Hikmanul Hakim Bosan Jadi Karyawan, Akhirnya sukses menjadi pengusaha Online
Bosan menjadi pekerja selama 15 tahun, Hikmanul Hakim
memutuskan membuka usaha jualan busana muslim. Kegagalan di tahun pertama
membuatnya lebih berani memasarkan produk secara online. Alhasil, bisnisnya
sukses di dunia maya.
hikmanul hakim |
Menjelang Lebaran, busana muslim menjadi sangat laku.
Rupanya, orang ingin merayakan kemenangan setelah berpuasa, sembari berkumpul
dengan keluarga, memakai baju baru. Salah satu yang menikmati berkah di masa
seperti sekarang adalah Hikmanul Hakim. Meski hanya memiliki satu butik di ITC BSD, Hakiem – begitu
ia biasa disapa – sukses berbisnis busana muslim secara online. Ia memasarkan
90% produknya lewat website dan situs jejaring sosial. Dalam sehari, ia meraup
omzet Rp 7 juta sampai Rp 10 juta. Tapi, sejak sebulan terakhir, omzetnya bisa
mencapai Rp 20 juta per hari.
Kesuksesan Hakim ini tidak datang dari langit. Ia merintis
butik busana muslim Rumah Madani dengan keringat. Pria kelahiran Sidoarjo, 7
Februari 1969, ini dibesarkan di keluarga pegawai negeri sederhana. Ayahnya
adalah seorang staf di Departemen Pendidikan dan Kebudayaan, dan sang ibu guru.
Sejak kecil, Hakim sudah didorong untuk berprestasi secara
akademis. Ia selalu fokus pada studi. “Boro-boro mikirin soal bisnis,” ujarnya.
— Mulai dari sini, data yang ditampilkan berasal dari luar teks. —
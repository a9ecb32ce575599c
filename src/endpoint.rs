//! Endpoints: listening sockets feeding a worker pool

use crate::{
    conn::Conn,
    limits::HttpLimits,
    proto::{self, Version},
    service::Service,
    stage::Handler,
};
use crossbeam::queue::SegQueue;
use std::{net::SocketAddr, sync::Arc, time::Duration};
use tokio::{
    io::AsyncWriteExt,
    net::{TcpListener, TcpStream},
    time::sleep,
};
use tracing::{debug, warn};

type TcpQueue = Arc<SegQueue<(TcpStream, SocketAddr)>>;

/// How long an idle worker naps between admission-queue polls.
const WORKER_NAP: Duration = Duration::from_micros(50);

/// A listening endpoint accepting server-side connections.
///
/// Accepted sockets go into an admission queue drained by a fixed pool of
/// workers (sized by [`HttpLimits::connections_max`]); each worker serves
/// one [`Conn`] at a time. When the queue is full, a dedicated alarmist
/// task answers with an immediate `503` so overload never silently drops
/// the TCP handshake.
///
/// # Examples
///
/// ```no_run
/// use pump_web::{Endpoint, Exchange, Handler, Service};
/// use std::sync::Arc;
///
/// struct Hello;
///
/// impl Handler for Hello {
///     fn ready(&self, x: &mut Exchange) {
///         x.tx.status = 200;
///         let _ = x.write(b"Hello World!");
///         x.finalize();
///     }
/// }
///
/// #[tokio::main]
/// async fn main() -> std::io::Result<()> {
///     let service = Service::new();
///     let endpoint = Endpoint::bind(&service, "127.0.0.1:8080", Arc::new(Hello)).await?;
///     endpoint.launch().await
/// }
/// ```
pub struct Endpoint {
    listener: TcpListener,
    service: Arc<Service>,
    limits: Arc<HttpLimits>,
    stream_queue: TcpQueue,
    error_queue: TcpQueue,
    max_pending: usize,
    addr: SocketAddr,
}

impl Endpoint {
    /// Bind `addr` and spawn the worker pool with default server limits.
    pub async fn bind(
        service: &Arc<Service>,
        addr: &str,
        handler: Arc<dyn Handler>,
    ) -> std::io::Result<Self> {
        Self::bind_with_limits(
            service,
            addr,
            handler,
            Arc::new(HttpLimits::server_defaults()),
        )
        .await
    }

    pub async fn bind_with_limits(
        service: &Arc<Service>,
        addr: &str,
        handler: Arc<dyn Handler>,
        limits: Arc<HttpLimits>,
    ) -> std::io::Result<Self> {
        let listener = TcpListener::bind(addr).await?;
        let addr = listener.local_addr()?;
        service.add_endpoint(addr);

        let stream_queue: TcpQueue = Arc::new(SegQueue::new());
        let error_queue: TcpQueue = Arc::new(SegQueue::new());

        for _ in 0..limits.connections_max {
            Self::spawn_worker(&stream_queue, service, &limits, &handler);
        }
        Self::spawn_alarmist(&error_queue, &limits);

        let max_pending = 2 * limits.connections_max;
        Ok(Self {
            listener,
            service: service.clone(),
            limits,
            stream_queue,
            error_queue,
            max_pending,
            addr,
        })
    }

    pub fn local_addr(&self) -> SocketAddr {
        self.addr
    }

    /// The limits applied to connections this endpoint accepts.
    pub fn limits(&self) -> &HttpLimits {
        &self.limits
    }

    /// Accept connections until the service shuts down or the task is
    /// cancelled.
    pub async fn launch(self) -> std::io::Result<()> {
        debug!(addr = %self.addr, "endpoint listening");
        loop {
            let accepted = tokio::select! {
                accepted = self.listener.accept() => accepted,
                _ = self.service.wait_shutdown() => {
                    self.stop();
                    return Ok(());
                }
            };
            let Ok((stream, peer)) = accepted else {
                continue;
            };
            // Long-lived keep-alive connections should not linger as
            // half-open sockets
            let _ = socket2::SockRef::from(&stream).set_keepalive(true);
            let _ = stream.set_nodelay(true);

            if self.stream_queue.len() < self.max_pending {
                self.stream_queue.push((stream, peer));
            } else {
                self.error_queue.push((stream, peer));
            }
        }
    }

    /// Stop advertising this endpoint.
    pub fn stop(&self) {
        self.service.remove_endpoint(self.addr);
    }

    async fn next_stream(queue: &TcpQueue) -> (TcpStream, SocketAddr) {
        loop {
            if let Some(value) = queue.pop() {
                return value;
            }
            sleep(WORKER_NAP).await;
        }
    }

    fn spawn_worker(
        queue: &TcpQueue,
        service: &Arc<Service>,
        limits: &Arc<HttpLimits>,
        handler: &Arc<dyn Handler>,
    ) {
        let queue = queue.clone();
        let service = service.clone();
        let limits = limits.clone();
        let handler = handler.clone();

        tokio::spawn(async move {
            loop {
                let (mut stream, peer) = Self::next_stream(&queue).await;
                debug!(%peer, "connection accepted");

                let mut conn = Conn::server(service.clone(), limits.clone(), handler.clone());
                if let Err(err) = conn.run(&mut stream).await {
                    warn!(%peer, error = %err, "connection failed");
                }
            }
        });
    }

    /// Answers queue overflow with an immediate 503.
    fn spawn_alarmist(queue: &TcpQueue, limits: &Arc<HttpLimits>) {
        let queue = queue.clone();
        let limits = limits.clone();

        tokio::spawn(async move {
            let status = proto::SERVICE_UNAVAILABLE;
            let body = format!("{} {}\r\n", status, proto::status_message(status));
            let response = format!(
                "{} {} {}\r\nconnection: close\r\ncontent-length: {}\r\n\r\n{}",
                Version::Http11,
                status,
                proto::status_message(status),
                body.len(),
                body
            );
            loop {
                let (mut stream, peer) = Self::next_stream(&queue).await;
                warn!(%peer, "admission queue full, rejecting");
                tokio::select! {
                    biased;
                    _ = stream.write_all(response.as_bytes()) => {}
                    _ = sleep(limits.inactivity_timeout) => {}
                }
            }
        });
    }
}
Hasilnya, ia selalu juara kelas. Puncaknya, ia menamatkan kuliah di Institut
Teknologi Surabaya, Jurusan Teknik Fisika bidang Instrumentasi, dengan predikat
sangat memuaskan.
Selulus kuliah pada 1992, Hakiem merantau ke Jakarta.
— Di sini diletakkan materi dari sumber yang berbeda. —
// The pump

impl Conn {
    /// Drive the state machine. Re-entered on every I/O event; processes
    /// at most one request. Returns true when the request completed
    /// without a connection error.
    pub fn pump(&mut self) -> bool {
        if self.pumping {
            return false;
        }
        self.pumping = true;
        let mut can_proceed = true;
        let mut complete = false;

        while can_proceed {
            trace!(
                state = ?self.state,
                new_data = self.new_data,
                error = self.error.is_some(),
                "pump"
            );
            // Keep-alive accounting feeds the emitted Connection header
            self.x.tx.keep_alive =
                self.keep_alive_count > 0 && !self.must_close && !self.conn_error;

            can_proceed = match self.state {
                State::Begin | State::Connected | State::First => self.parse_incoming(),
                State::Parsed => self.process_parsed(),
                State::Content => self.process_content(),
                State::Ready => self.process_ready(),
                State::Running => self.process_running(),
                State::Finalized => self.process_finalized(),
                State::Complete => {
                    complete = !self.conn_error;
                    self.process_completion()
                }
            };
        }
        self.pumping = false;
        complete
    }

    /// Headers are frozen; build the pipeline exactly once and move to
    /// the content phase.
    fn process_parsed(&mut self) -> bool {
        if !self.x.built {
            self.x.build_pipeline(self.handler.clone());
        }
        self.x.start_pipeline();
        if self.x.tx.error_document.is_none() {
            self.x.tx.error_document = self.error_document.clone();
        }

        self.set_state(State::Content);
        if self.x.rx.remaining_content == 0 && self.x.rx.chunk_state == ChunkState::Unchunked {
            self.x.rx.eof = true;
        }
        if self.x.rx.eof && self.x.tx.started {
            self.x.put_to_pipeline(Packet::end());
            self.x.service_queues();
            self.set_state(State::Ready);
        }
        true
    }

    /// Determine how many of the buffered input bytes are useful body
    /// data, decoding chunk framing and enforcing body limits. Returns
    /// (usable bytes, more-to-process).
    fn filter_packet(&mut self) -> (usize, bool) {
        let mut more = false;
        if self.sock_eof {
            self.x.rx.eof = true;
        }

        let nbytes;
        if self.x.rx.chunk_state != ChunkState::Unchunked {
            match chunk::filter_chunk_data(&mut self.x.rx, &mut self.input) {
                Ok(n) => nbytes = n,
                Err(err) => {
                    self.record_error(err);
                    return (0, false);
                }
            }
            if self.x.rx.chunk_state == ChunkState::Eof {
                self.x.rx.eof = true;
                debug_assert_eq!(self.x.rx.remaining_content, 0);
            }
        } else {
            nbytes = (self.x.rx.remaining_content.max(0) as usize).min(self.input.len());
            if !self.upgraded && self.x.rx.remaining_content - (nbytes as i64) <= 0 {
                self.x.rx.eof = true;
            }
        }
        self.new_data = 0;

        self.x.rx.bytes_read += nbytes as i64;
        if !self.upgraded && self.x.rx.remaining_content != i64::MAX {
            self.x.rx.remaining_content -= nbytes as i64;
        }

        // Sandbox limits apply to the running total, not just the
        // declared length
        let size = self.x.rx.bytes_read;
        if size >= self.limits.receive_body_size {
            self.record_error(
                HttpError::limit(
                    proto::REQUEST_TOO_LARGE,
                    format!(
                        "Request body of {} bytes (sofar) is too big. Limit {}",
                        size, self.limits.receive_body_size
                    ),
                )
                .close(),
            );
        } else if self.x.rx.form && size >= self.limits.receive_form_size {
            self.record_error(
                HttpError::limit(
                    proto::REQUEST_TOO_LARGE,
                    format!(
                        "Request form of {} bytes (sofar) is too big. Limit {}",
                        size, self.limits.receive_form_size
                    ),
                )
                .close(),
            );
        }

        if self.x.rx.eof {
            if self.x.rx.remaining_content > 0
                && self.x.rx.remaining_content != i64::MAX
                && !self.must_close
            {
                // Closing is the only way for HTTP/1.0 to signify the
                // end of data
                self.record_error(HttpError::comms_lost("Connection lost"));
                return (0, false);
            }
            if nbytes > 0 && self.input.len() > nbytes {
                more = true;
            }
        } else if self.x.rx.chunk_state != ChunkState::Unchunked
            && nbytes > 0
            && self.input.len() > nbytes
        {
            // The data for the next chunk is already buffered
            more = true;
        }
        trace!(
            nbytes,
            remaining = self.x.rx.remaining_content,
            eof = self.x.rx.eof,
            more,
            "filter packet"
        );
        (nbytes, more)
    }

    fn process_content(&mut self) -> bool {
        let (nbytes, more) = self.filter_packet();
        if nbytes > 0 && self.state < State::Complete {
            let content = self.input.split_to(nbytes);
            self.x.put_to_pipeline(Packet::from_content(content));
        }

        if self.x.rx.eof {
            if self.state < State::Finalized {
                self.x.put_to_pipeline(Packet::end());
                if self.role == Role::Server && !self.x.tx.started {
                    self.x.start_pipeline();
                }
                self.x.service_queues();
                self.set_state(State::Ready);
            }
            return true;
        }
        if self.x.tx.started {
            // Upgraded protocols generate output while still in the
            // content state
            self.get_output();
        }
        self.x.service_queues();
        self.conn_error || more
    }

    /// All content received: run the handler (or the error response).
    fn process_ready(&mut self) -> bool {
        self.x.service_queues();
        if self.error.is_some() {
            // Substitute the configured error document while no response
            // bytes have been emitted: the synthetic request reuses the
            // original header bytes so Host, Cookie and Authorization
            // survive
            if let Some(doc) = self.x.tx.error_document.clone() {
                if !self.conn_error && !self.x.tx.head_written && doc != self.x.rx.uri {
                    self.create_error_request(&doc);
                    return true;
                }
            }
            self.emit_error_response();
        } else if self.role == Role::Server {
            let handler = self.handler.clone();
            handler.ready(&mut self.x);
        }
        if self.x.tx.status == proto::SWITCHING_PROTOCOLS && self.x.rx.upgrade.is_some() {
            self.upgraded = true;
        }
        self.absorb_pending();
        self.set_state(State::Running);
        true
    }

    /// May be called multiple times in response to output I/O events.
    fn process_running(&mut self) -> bool {
        self.x.service_queues();
        self.absorb_pending();

        match self.role {
            Role::Server => {
                if self.x.tx.finalized {
                    if self.x.tx.finalized_connector {
                        self.set_state(State::Finalized);
                        return true;
                    }
                    // Output is still buffered in the chains; push it at
                    // the connector before waiting on I/O
                    let connq = self.x.connq;
                    self.x.schedule(connq);
                    self.x.service_queues();
                    if self.x.tx.finalized_connector {
                        self.set_state(State::Finalized);
                        return true;
                    }
                    self.x.tx.write_blocked = true;
                    return false;
                }
                if self.get_output() {
                    return true;
                }
                let q = self.x.writeq;
                if self.x.queue(q).count < self.x.queue(q).low {
                    if self.x.queue(q).suspended {
                        self.x.resume_queue(q);
                    }
                    // Give events a chance to run; avoids suspend/resume
                    // ping-pong
                    false
                } else {
                    self.x.tx.write_blocked = true;
                    self.x.suspend_queue(q);
                    false
                }
            }
            Role::Client => {
                if self.upgraded {
                    return false;
                }
                self.x.finalize();
                if self.x.tx.finalized && self.x.rx.eof {
                    self.set_state(State::Finalized);
                    true
                } else {
                    false
                }
            }
        }
    }

    /// Invoke the handler's writable slot to generate more output.
    /// Returns true if output was produced.
    fn get_output(&mut self) -> bool {
        if !self.x.tx.started || self.x.tx.write_blocked {
            return false;
        }
        let q = self.x.writeq;
        let count = self.x.queue(q).count;
        if !self.x.tx.finalized_output {
            let handler = self.handler.clone();
            handler.writable(&mut self.x);
        }
        if count != self.x.queue(q).count {
            self.x.schedule(q);
            self.x.service_queues();
            return true;
        }
        false
    }

    fn emit_error_response(&mut self) {
        let Some(err) = self.error.clone() else {
            return;
        };
        self.x.tx.status = err.status;
        if !self.x.tx.head_written && !self.x.tx.finalized {
            // Drop whatever body the handler had queued before it failed
            self.x.discard_output(true);
            let body = format!("{} {}\r\n", err.status, proto::status_message(err.status));
            self.x.tx.headers.set("content-type", "text/plain");
            self.x.tx.length = body.len() as i64;
            let _ = self.x.write(body.as_bytes());
        }
        self.x.finalize();
    }

    fn process_finalized(&mut self) -> bool {
        debug_assert!(self.x.tx.finalized);
        debug_assert!(self.x.tx.finalized_output);

        self.x.destroy_pipeline();
        let elapsed = self.started.elapsed();
        debug!(
            status = self.x.tx.status,
            bytes = self.x.tx.bytes_written,
            elapsed_ms = elapsed.as_millis() as u64,
            uri = %self.x.rx.uri,
            "request finished"
        );
        if self.role == Role::Server {
            self.service
                .monitor_event(COUNTER_NETWORK_IO, self.x.tx.bytes_written);
        }
        self.set_state(State::Complete);
        true
    }

    fn process_completion(&mut self) -> bool {
        if self.role == Role::Server && self.active_request {
            self.service.monitor_event(COUNTER_ACTIVE_REQUESTS, -1);
            self.active_request = false;
        }
        self.x.retired = true;
        false
    }

    /// Synthesize a follow-up request for the configured error document,
    /// reusing the retained header bytes so Host, Cookie and
    /// Authorization survive.
    fn create_error_request(&mut self, doc: &str) {
        debug!(error_document = %doc, status = self.x.tx.status, "error document re-request");
        let head = self.x.rx.head_bytes.clone();
        let Some(eol) = memmem::find(&head, b"\r\n") else {
            return;
        };
        let mut input = BytesMut::with_capacity(head.len() + doc.len() + 16);
        input.extend_from_slice(
            format!("{} {} {}\r\n", self.x.rx.method, doc, self.protocol).as_bytes(),
        );
        input.extend_from_slice(&head[eol + 2..]);
        input.extend_from_slice(b"\r\n");

        let status = self.x.tx.status;
        self.x = Exchange::new(self.role, self.limits.clone(), self.service.clone());
        self.x.tx.status = status;
        self.error = None;
        self.upgraded = false;
        self.input = input;
        self.active_request = false;
        // A fresh request cycle; the state machine re-arms like keep-alive
        self.state = State::Connected;
        self.ticket.set_state(State::Connected);
    }

    /// Re-arm for the next request on this keep-alive connection.
    pub(crate) fn prep_for_next(&mut self) {
        debug_assert_eq!(self.state, State::Complete);
        self.keep_alive_count = self.keep_alive_count.saturating_sub(1);
        self.x = Exchange::new(self.role, self.limits.clone(), self.service.clone());
        self.error = None;
        self.upgraded = false;
        self.http10 = false;
        self.active_request = false;
        self.started = Instant::now();
        self.state = if self.role == Role::Server {
            State::Begin
        } else {
            State::Connected
        };
        self.ticket.set_state(self.state);
        self.ticket.restart();
    }

    fn absorb_pending(&mut self) {
        if let Some(err) = self.x.pending_error.take() {
            self.record_error(err);
        }
    }
}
Penyuka ilmu eksakta ini bekerja sebagai konsultan di sebuah perusahaan
teknologi informasi (TI). “Saya belajar TI secara otodidak,” ungkapnya.
Selanjutnya, selama 15 tahun, ia berpindah dari satu perusahaan ke perusahaan
lain, hingga terakhir bekerja di PT Fujitsu Indonesia.
Sebenarnya, Hakiem cukup mapan dengan kariernya. Gajinya
tergolong besar. “Selalu di atas Rp 10 juta,” ungkapnya. Tapi, ia merasa jenuh.
Kemacetan ibukota dan jadwal kerja yang ketat membuatnya tidak nyaman. Di
pikirannya, ia ingin mengubah cara mencari nafkah dengan berbisnis.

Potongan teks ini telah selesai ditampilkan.